• **What needs to be done**: Below are the records; print them all without any alteration.

##########

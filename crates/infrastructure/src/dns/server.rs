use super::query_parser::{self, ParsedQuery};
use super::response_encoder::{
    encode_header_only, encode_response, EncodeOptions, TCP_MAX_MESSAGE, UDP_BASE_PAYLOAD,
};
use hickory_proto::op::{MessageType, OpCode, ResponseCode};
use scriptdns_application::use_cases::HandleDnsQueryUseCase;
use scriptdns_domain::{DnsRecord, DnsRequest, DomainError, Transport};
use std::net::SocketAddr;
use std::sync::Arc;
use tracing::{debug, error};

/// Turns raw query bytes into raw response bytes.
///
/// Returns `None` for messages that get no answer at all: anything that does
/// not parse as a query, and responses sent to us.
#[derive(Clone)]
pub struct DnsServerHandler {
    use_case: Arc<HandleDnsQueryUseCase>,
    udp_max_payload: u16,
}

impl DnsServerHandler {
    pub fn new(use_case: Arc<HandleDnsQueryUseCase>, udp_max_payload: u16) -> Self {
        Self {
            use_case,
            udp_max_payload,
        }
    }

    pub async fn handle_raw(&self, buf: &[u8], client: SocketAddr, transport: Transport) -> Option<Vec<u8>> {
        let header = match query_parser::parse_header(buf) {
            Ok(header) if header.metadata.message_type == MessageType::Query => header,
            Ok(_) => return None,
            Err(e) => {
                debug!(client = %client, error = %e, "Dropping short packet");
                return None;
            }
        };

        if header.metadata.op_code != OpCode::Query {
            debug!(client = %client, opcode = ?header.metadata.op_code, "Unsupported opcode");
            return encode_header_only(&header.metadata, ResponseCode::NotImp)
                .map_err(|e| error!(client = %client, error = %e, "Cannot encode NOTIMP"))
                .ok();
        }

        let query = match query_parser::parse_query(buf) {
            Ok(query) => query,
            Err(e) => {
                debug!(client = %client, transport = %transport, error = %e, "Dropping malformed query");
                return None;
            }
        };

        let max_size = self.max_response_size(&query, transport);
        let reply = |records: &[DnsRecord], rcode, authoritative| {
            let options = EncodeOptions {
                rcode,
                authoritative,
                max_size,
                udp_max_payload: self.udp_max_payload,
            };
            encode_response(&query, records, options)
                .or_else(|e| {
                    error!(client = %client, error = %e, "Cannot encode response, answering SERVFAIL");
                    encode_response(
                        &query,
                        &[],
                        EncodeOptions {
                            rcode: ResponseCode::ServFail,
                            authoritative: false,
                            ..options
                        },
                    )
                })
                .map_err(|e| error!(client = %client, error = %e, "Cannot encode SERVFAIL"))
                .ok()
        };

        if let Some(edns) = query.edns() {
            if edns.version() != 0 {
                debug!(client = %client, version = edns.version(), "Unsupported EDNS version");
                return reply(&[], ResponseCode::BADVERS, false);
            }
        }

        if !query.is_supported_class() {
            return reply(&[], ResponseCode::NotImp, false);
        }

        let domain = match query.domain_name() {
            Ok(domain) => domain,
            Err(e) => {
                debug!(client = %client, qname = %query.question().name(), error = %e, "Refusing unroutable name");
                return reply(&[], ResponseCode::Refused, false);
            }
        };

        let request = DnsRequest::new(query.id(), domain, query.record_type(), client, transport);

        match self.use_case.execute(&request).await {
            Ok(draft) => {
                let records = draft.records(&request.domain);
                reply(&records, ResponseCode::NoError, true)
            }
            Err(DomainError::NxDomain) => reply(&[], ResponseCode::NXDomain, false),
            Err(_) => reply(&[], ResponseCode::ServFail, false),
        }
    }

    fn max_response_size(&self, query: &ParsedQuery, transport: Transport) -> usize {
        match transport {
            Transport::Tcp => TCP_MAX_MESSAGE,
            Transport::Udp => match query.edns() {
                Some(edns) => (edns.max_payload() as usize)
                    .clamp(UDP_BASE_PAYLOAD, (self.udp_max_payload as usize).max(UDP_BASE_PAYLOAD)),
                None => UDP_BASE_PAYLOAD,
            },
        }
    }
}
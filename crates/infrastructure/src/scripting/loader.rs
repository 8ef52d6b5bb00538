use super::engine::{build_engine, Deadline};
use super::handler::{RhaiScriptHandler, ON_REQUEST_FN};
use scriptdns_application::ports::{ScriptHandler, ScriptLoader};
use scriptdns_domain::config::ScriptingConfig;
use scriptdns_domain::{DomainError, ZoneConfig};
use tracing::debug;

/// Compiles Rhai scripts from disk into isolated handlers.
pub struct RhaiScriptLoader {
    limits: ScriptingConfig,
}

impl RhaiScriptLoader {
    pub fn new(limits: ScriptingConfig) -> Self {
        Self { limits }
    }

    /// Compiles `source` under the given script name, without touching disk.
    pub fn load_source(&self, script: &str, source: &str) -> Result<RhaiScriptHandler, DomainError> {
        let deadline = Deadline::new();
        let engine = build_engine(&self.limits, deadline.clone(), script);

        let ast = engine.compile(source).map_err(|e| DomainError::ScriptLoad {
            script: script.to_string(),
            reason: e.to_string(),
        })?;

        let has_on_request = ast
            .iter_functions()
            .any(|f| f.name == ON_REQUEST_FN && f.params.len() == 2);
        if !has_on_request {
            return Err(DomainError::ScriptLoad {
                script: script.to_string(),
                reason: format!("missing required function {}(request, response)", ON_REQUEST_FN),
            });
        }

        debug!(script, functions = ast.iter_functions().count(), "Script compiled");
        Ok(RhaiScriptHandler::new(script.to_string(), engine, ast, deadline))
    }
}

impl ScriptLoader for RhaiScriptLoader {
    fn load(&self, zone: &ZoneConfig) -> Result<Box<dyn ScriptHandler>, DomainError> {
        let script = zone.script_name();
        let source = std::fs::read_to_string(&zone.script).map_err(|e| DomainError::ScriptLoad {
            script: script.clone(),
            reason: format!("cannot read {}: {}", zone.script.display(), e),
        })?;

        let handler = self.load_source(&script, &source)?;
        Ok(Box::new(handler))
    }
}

##########

• **Answer area**:
filename crates/infrastructure/src/dns/server.rs
use super::query_parser::{self, ParsedQuery};
use super::response_encoder::{
    encode_header_only, encode_response, EncodeOptions, TCP_MAX_MESSAGE, UDP_BASE_PAYLOAD,
};
use hickory_proto::op::{MessageType, OpCode, ResponseCode};
use scriptdns_application::use_cases::HandleDnsQueryUseCase;
use scriptdns_domain::{DnsRecord, DnsRequest, DomainError, Transport};
use std::net::SocketAddr;
use std::sync::Arc;
use tracing::{debug, error};

/// Turns raw query bytes into raw response bytes.
///
/// Returns `None` for messages that get no answer at all: anything that does
/// not parse as a query, and responses sent to us.
#[derive(Clone)]
pub struct DnsServerHandler {
    use_case: Arc<HandleDnsQueryUseCase>,
    udp_max_payload: u16,
}

impl DnsServerHandler {
    pub fn new(use_case: Arc<HandleDnsQueryUseCase>, udp_max_payload: u16) -> Self {
        Self {
            use_case,
            udp_max_payload,
        }
    }

    pub async fn handle_raw(&self, buf: &[u8], client: SocketAddr, transport: Transport) -> Option<Vec<u8>> {
        let header = match query_parser::parse_header(buf) {
            Ok(header) if header.metadata.message_type == MessageType::Query => header,
            Ok(_) => return None,
            Err(e) => {
                debug!(client = %client, error = %e, "Dropping short packet");
                return None;
            }
        };

        if header.metadata.op_code != OpCode::Query {
            debug!(client = %client, opcode = ?header.metadata.op_code, "Unsupported opcode");
            return encode_header_only(&header.metadata, ResponseCode::NotImp)
                .map_err(|e| error!(client = %client, error = %e, "Cannot encode NOTIMP"))
                .ok();
        }

        let query = match query_parser::parse_query(buf) {
            Ok(query) => query,
            Err(e) => {
                debug!(client = %client, transport = %transport, error = %e, "Dropping malformed query");
                return None;
            }
        };

        let max_size = self.max_response_size(&query, transport);
        let reply = |records: &[DnsRecord], rcode, authoritative| {
            let options = EncodeOptions {
                rcode,
                authoritative,
                max_size,
                udp_max_payload: self.udp_max_payload,
            };
            encode_response(&query, records, options)
                .or_else(|e| {
                    error!(client = %client, error = %e, "Cannot encode response, answering SERVFAIL");
                    encode_response(
                        &query,
                        &[],
                        EncodeOptions {
                            rcode: ResponseCode::ServFail,
                            authoritative: false,
                            ..options
                        },
                    )
                })
                .map_err(|e| error!(client = %client, error = %e, "Cannot encode SERVFAIL"))
                .ok()
        };

        if let Some(edns) = query.edns() {
            if edns.version() != 0 {
                debug!(client = %client, version = edns.version(), "Unsupported EDNS version");
                return reply(&[], ResponseCode::BADVERS, false);
            }
        }

        if !query.is_supported_class() {
            return reply(&[], ResponseCode::NotImp, false);
        }

        let domain = match query.domain_name() {
            Ok(domain) => domain,
            Err(e) => {
                debug!(client = %client, qname = %query.question().name(), error = %e, "Refusing unroutable name");
                return reply(&[], ResponseCode::Refused, false);
            }
        };

        let request = DnsRequest::new(query.id(), domain, query.record_type(), client, transport);

        match self.use_case.execute(&request).await {
            Ok(draft) => {
                let records = draft.records(&request.domain);
                reply(&records, ResponseCode::NoError, true)
            }
            Err(DomainError::NxDomain) => reply(&[], ResponseCode::NXDomain, false),
            Err(_) => reply(&[], ResponseCode::ServFail, false),
        }
    }

    fn max_response_size(&self, query: &ParsedQuery, transport: Transport) -> usize {
        match transport {
            Transport::Tcp => TCP_MAX_MESSAGE,
            Transport::Udp => match query.edns() {
                Some(edns) => (edns.max_payload() as usize)
                    .clamp(UDP_BASE_PAYLOAD, (self.udp_max_payload as usize).max(UDP_BASE_PAYLOAD)),
                None => UDP_BASE_PAYLOAD,
            },
        }
    }
}
filename crates/infrastructure/src/scripting/loader.rs
repository 8ef52d6b5bb00538
use super::engine::{build_engine, Deadline};
use super::handler::{RhaiScriptHandler, ON_REQUEST_FN};
use scriptdns_application::ports::{ScriptHandler, ScriptLoader};
use scriptdns_domain::config::ScriptingConfig;
use scriptdns_domain::{DomainError, ZoneConfig};
use tracing::debug;

/// Compiles Rhai scripts from disk into isolated handlers.
pub struct RhaiScriptLoader {
    limits: ScriptingConfig,
}

impl RhaiScriptLoader {
    pub fn new(limits: ScriptingConfig) -> Self {
        Self { limits }
    }

    /// Compiles `source` under the given script name, without touching disk.
    pub fn load_source(&self, script: &str, source: &str) -> Result<RhaiScriptHandler, DomainError> {
        let deadline = Deadline::new();
        let engine = build_engine(&self.limits, deadline.clone(), script);

        let ast = engine.compile(source).map_err(|e| DomainError::ScriptLoad {
            script: script.to_string(),
            reason: e.to_string(),
        })?;

        let has_on_request = ast
            .iter_functions()
            .any(|f| f.name == ON_REQUEST_FN && f.params.len() == 2);
        if !has_on_request {
            return Err(DomainError::ScriptLoad {
                script: script.to_string(),
                reason: format!("missing required function {}(request, response)", ON_REQUEST_FN),
            });
        }

        debug!(script, functions = ast.iter_functions().count(), "Script compiled");
        Ok(RhaiScriptHandler::new(script.to_string(), engine, ast, deadline))
    }
}

impl ScriptLoader for RhaiScriptLoader {
    fn load(&self, zone: &ZoneConfig) -> Result<Box<dyn ScriptHandler>, DomainError> {
        let script = zone.script_name();
        let source = std::fs::read_to_string(&zone.script).map_err(|e| DomainError::ScriptLoad {
            script: script.clone(),
            reason: format!("cannot read {}: {}", zone.script.display(), e),
        })?;

        let handler = self.load_source(&script, &source)?;
        Ok(Box::new(handler))
    }
}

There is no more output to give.